Wirtschaft

Salzburgs Industrie "zu Tode erschrocken" wenn CETA nicht kommt

Die Salzburger Industriellenvereinigung geht davon aus, dass trotz der Ablehnung Belgiens das Freihandlesabkommen mit Kanada kommen wird. Die Unternehmer erhoffen sich davon einen Wirtschaftsschub.

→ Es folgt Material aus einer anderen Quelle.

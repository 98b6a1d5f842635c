//! Bounded-depth dependency traversal.
//!
//! A [`Traversal`] owns the state of one walk (visited set, deadline clock)
//! and writes edges into a borrowed [`DependencyGraph`]. Two drivers share
//! the same rules:
//!
//! - a node reached at `depth >= max_depth` is not expanded;
//! - a node already visited in this walk is reported and not expanded again,
//!   which also means a package shared by two parents is expanded only once,
//!   at the depth it was first reached;
//! - a fetch failure only affects the node being expanded, which is then
//!   treated as having no dependencies.
//!
//! [`Traversal::run_recursive`] walks on the call stack.
//! [`Traversal::run_iterative`] replays the same walk from an explicit work
//! queue, so both produce the same visited set and the same edges.

use serde::{Deserialize, Serialize};
use std::collections::{HashSet, VecDeque};
use std::fmt;
use std::time::{Duration, Instant};
use tracing::{debug, info, trace, warn};

use super::DependencyGraph;
use crate::source::{DirectDependencies, MetadataSource};

/// Upper bound applied to any requested depth.
pub const MAX_DEPTH_LIMIT: usize = 64;

/// Version token used for every package below the root.
pub const LATEST_VERSION: &str = "latest";

/// Packages expanded during one traversal.
pub type VisitedSet = HashSet<String>;

/// Which driver to use for a traversal.
#[derive(Debug, Clone, Copy, PartialEq, Eq, Default, Serialize, Deserialize)]
#[serde(rename_all = "lowercase")]
pub enum TraversalMode {
    /// Depth-first on the call stack
    #[default]
    Recursive,
    /// Depth-first from an explicit work queue
    Iterative,
}

impl fmt::Display for TraversalMode {
    fn fmt(&self, f: &mut fmt::Formatter<'_>) -> fmt::Result {
        match self {
            Self::Recursive => write!(f, "recursive"),
            Self::Iterative => write!(f, "iterative"),
        }
    }
}

/// One traversal run over a metadata source.
///
/// # Example
///
/// ```rust
/// use depscope::graph::{DependencyGraph, Traversal};
/// use depscope::source::FixtureRepository;
///
/// let repo = FixtureRepository::parse_str("A: B, C\nB: C\nC:").unwrap();
/// let mut graph = DependencyGraph::new();
///
/// let visited = Traversal::new(&mut graph, &repo, 3).run_recursive("A");
///
/// assert_eq!(visited.len(), 3);
/// assert!(!graph.has_cycles());
/// assert_eq!(graph.load_order().unwrap(), vec!["C", "B", "A"]);
/// ```
pub struct Traversal<'g, S> {
    graph: &'g mut DependencyGraph,
    source: S,
    max_depth: usize,
    root_version: String,
    filter: Option<String>,
    deadline: Option<Duration>,
    visited: VisitedSet,
    started: Instant,
    deadline_reported: bool,
}

impl<'g, S: MetadataSource> Traversal<'g, S> {
    /// Prepares a traversal writing into `graph`.
    ///
    /// `max_depth` is clamped to [`MAX_DEPTH_LIMIT`].
    pub fn new(graph: &'g mut DependencyGraph, source: S, max_depth: usize) -> Self {
        let max_depth = if max_depth > MAX_DEPTH_LIMIT {
            warn!(
                requested = max_depth,
                limit = MAX_DEPTH_LIMIT,
                "Requested depth exceeds limit, clamping"
            );
            MAX_DEPTH_LIMIT
        } else {
            max_depth
        };

        Self {
            graph,
            source,
            max_depth,
            root_version: LATEST_VERSION.to_string(),
            filter: None,
            deadline: None,
            visited: VisitedSet::new(),
            started: Instant::now(),
            deadline_reported: false,
        }
    }

    /// Version token for the start package. Everything below it is fetched
    /// as [`LATEST_VERSION`].
    pub fn with_root_version(mut self, version: impl Into<String>) -> Self {
        self.root_version = version.into();
        self
    }

    /// Skips (neither records nor expands) dependencies whose name contains
    /// `substring`. An empty substring disables filtering.
    pub fn with_filter(mut self, substring: impl Into<String>) -> Self {
        let substring = substring.into();
        self.filter = (!substring.is_empty()).then_some(substring);
        self
    }

    /// Stops fetching once `deadline` has elapsed since the run started.
    /// Nodes visited after that are treated as having no dependencies.
    pub fn with_deadline(mut self, deadline: Duration) -> Self {
        self.deadline = Some(deadline);
        self
    }

    /// The effective (clamped) depth bound.
    pub fn max_depth(&self) -> usize {
        self.max_depth
    }

    /// Runs with the selected driver.
    pub fn run(self, mode: TraversalMode, start: &str) -> VisitedSet {
        match mode {
            TraversalMode::Recursive => self.run_recursive(start),
            TraversalMode::Iterative => self.run_iterative(start),
        }
    }

    /// Depth-first expansion on the call stack.
    pub fn run_recursive(mut self, start: &str) -> VisitedSet {
        self.started = Instant::now();
        self.expand_recursive(start, 0);
        self.visited
    }

    fn expand_recursive(&mut self, package: &str, depth: usize) {
        if !self.enter(package, depth) {
            return;
        }

        for dep in self.expand(package, depth) {
            if self.visited.contains(&dep) {
                debug!(package = %dep, parent = package, "Already visited");
            } else {
                self.expand_recursive(&dep, depth + 1);
            }
        }
    }

    /// Same walk as [`Self::run_recursive`], driven by a work queue of
    /// `(package, depth)` pairs.
    ///
    /// Children go to the front of the queue in declaration order, so a
    /// subtree finishes before its next sibling starts, exactly as on the
    /// call stack.
    pub fn run_iterative(mut self, start: &str) -> VisitedSet {
        self.started = Instant::now();
        let mut queue: VecDeque<(String, usize)> = VecDeque::new();
        queue.push_back((start.to_string(), 0));

        while let Some((package, depth)) = queue.pop_front() {
            if !self.enter(&package, depth) {
                continue;
            }

            let mut children = Vec::new();
            for dep in self.expand(&package, depth) {
                if self.visited.contains(&dep) {
                    debug!(package = %dep, parent = %package, "Already visited");
                } else {
                    children.push((dep, depth + 1));
                }
            }
            for child in children.into_iter().rev() {
                queue.push_front(child);
            }
        }

        self.visited
    }

    /// Applies the depth and already-visited rules and marks the node.
    /// Returns false if the node must not be expanded.
    fn enter(&mut self, package: &str, depth: usize) -> bool {
        if depth >= self.max_depth {
            debug!(package, depth, "Max depth reached");
            return false;
        }
        if self.visited.contains(package) {
            info!(package, depth, "Cyclic dependency detected, not expanding again");
            return false;
        }

        self.visited.insert(package.to_string());
        debug!(package, depth, "Processing");
        true
    }

    /// Resolves a node, records its edges and returns the dependencies to
    /// follow.
    fn expand(&mut self, package: &str, depth: usize) -> Vec<String> {
        let deps = self.fetch(package, depth);
        self.graph.add_node(package);
        debug!(package, count = deps.len(), "Dependencies found");

        let mut follow = Vec::with_capacity(deps.len());
        for (dep, version) in deps {
            if self.is_filtered(&dep) {
                debug!(package, dependency = %dep, "Filtered out");
                continue;
            }
            trace!(package, dependency = %dep, %version, "Recording edge");
            self.graph.add_edge(package, &dep);
            follow.push(dep);
        }
        follow
    }

    fn fetch(&mut self, package: &str, depth: usize) -> DirectDependencies {
        if self.deadline_passed() {
            debug!(package, "Traversal deadline passed, not fetching");
            return DirectDependencies::new();
        }

        let version = if depth == 0 {
            self.root_version.as_str()
        } else {
            LATEST_VERSION
        };

        match self.source.fetch_dependencies(package, version) {
            Ok(deps) => deps,
            Err(e) => {
                warn!(package, depth, error = %e, "Error processing package, treating as having no dependencies");
                DirectDependencies::new()
            }
        }
    }

    fn deadline_passed(&mut self) -> bool {
        let Some(deadline) = self.deadline else {
            return false;
        };
        let passed = self.started.elapsed() >= deadline;
        if passed && !self.deadline_reported {
            warn!(?deadline, "Traversal deadline passed, remaining packages get no dependencies");
            self.deadline_reported = true;
        }
        passed
    }

    fn is_filtered(&self, name: &str) -> bool {
        self.filter
            .as_deref()
            .is_some_and(|substring| name.contains(substring))
    }
}

impl DependencyGraph {
    /// Recursive traversal from `start` with a fresh visited set.
    pub fn traverse_recursive<S: MetadataSource>(
        &mut self,
        start: &str,
        max_depth: usize,
        source: S,
    ) -> VisitedSet {
        Traversal::new(self, source, max_depth).run_recursive(start)
    }

    /// Work-queue traversal from `start` with a fresh visited set.
    pub fn traverse_iterative<S: MetadataSource>(
        &mut self,
        start: &str,
        max_depth: usize,
        source: S,
    ) -> VisitedSet {
        Traversal::new(self, source, max_depth).run_iterative(start)
    }
}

Die fehlende Zustimmung Belgiens zum CETA-Freihandels-Abkommen wurde am Dienstag auch in der Salzburger Franz-Josef-Straße, dem Sitz der Industriellenverinigung Salzburg (IV), besprochen. Deren Präsident, Peter Unterkofler, geht trotz der Ablehung davon aus, dass alle EU-Staaten das Abkommen am 27.10. unterschreiben werden. "Immerhin haben wir sechs Jahre verhandelt, es wäre auch für unsere Handeslpartner unverständlich, wenn das Abkommen jetzt nicht in Kraft träte."

Salzburgs Industrie hofft auf CETA

Salzburgs Industrielle setzen hohe Erwartungen in das Freihandelsabkommen mit den Kanada. Immerhin habe Salzburg mit dem Staat ein Handeslvolumen von 160 Millionen Euro, sagt Unterkofler. Durch den Wegfall von Handeslhemmnissen sparten sich Salzburger Betriebe sechs bis acht Millionen Euro im Jahr. "Würde CETA nicht kommen, könnten wir nicht von der prognostizierten Steigerung des Handelsvolumens von 50 Prozent in den kommenden zehn Jahren profitieren", sagt IV-Präsident Peter Unterkofler.

"Zu Tode erschrocken, wenn CETA nicht kommt"

Konkrete Auswirkungen des Freihandelsabkommen schildert der Unternehmer Nick Kraguljac, Geschäftsführer der Zell Metall mit 80 Mitarbeitern. Sein Unternehmen exportiert 14 Prozent seiner Güter in den Nordamerikansichen Raum. "Für uns ist das Abkommen extrem wichtig", sagt Kraguljac. Ein ählniches Abkommen mit Südkorea habe die dortigen Aktivitäten bereits um 35 Prozent gesteigert. Der Wegfall der Zollkosten könnte woanders investiert werden. "Wir haben im vergangenen Jahr 165.000 Euro an Zollkosten ausgegeben. Das wären vier zusätzliche Mitarbeiter inklusive Lohnnebenkosten." Zudem wäre eine Vereinheitlichung von Normen eine große Erleichterung für Zell Metall. "Wir wären zu Tode erschrocken, wenn sich die Valonen tatsächlich gegen CETA aussprechen und das Abkommen nicht in Kraft tritt", sagt Nick Kraguljac.

"Warum diskutieren wir überhaupt?"

Erleichterungen erhofft sich auch Andreas Wimmer, Geschäftsführer von Wimmer Hartstahl mit Sitz in Thalgau. Sein Unternehmen exportiert zehn Prozent seiner Güter in die USA. Er beklagt vor allem die unübersichtlichen Zollbestimmungen. "Wir produzieren rund 130 verschiedenen Produkte. Manche sind zollfrei, manche nicht, bei einigen weiß ich nicht einmal, welche Tarife da drauf sind." Es sei sehr aufwendig für seine Mitarbeiter, die Zollbestimmungen korrekt einzuhalten. "Wenn einmal etwas beanstandet wird, liegt die Ware oft lange in einem Zolllager. Und ab dem dritten Tag muss man die Lagerung zahlen." Andreas Wimmer möchte sich gar nicht ausmalen, was passiere, wenn CETA nicht käme. "Wenn uns Prügel vor die Füße geworfen werden ist das nicht gut für den Standort. Warum diskutieren wir überhaupt?"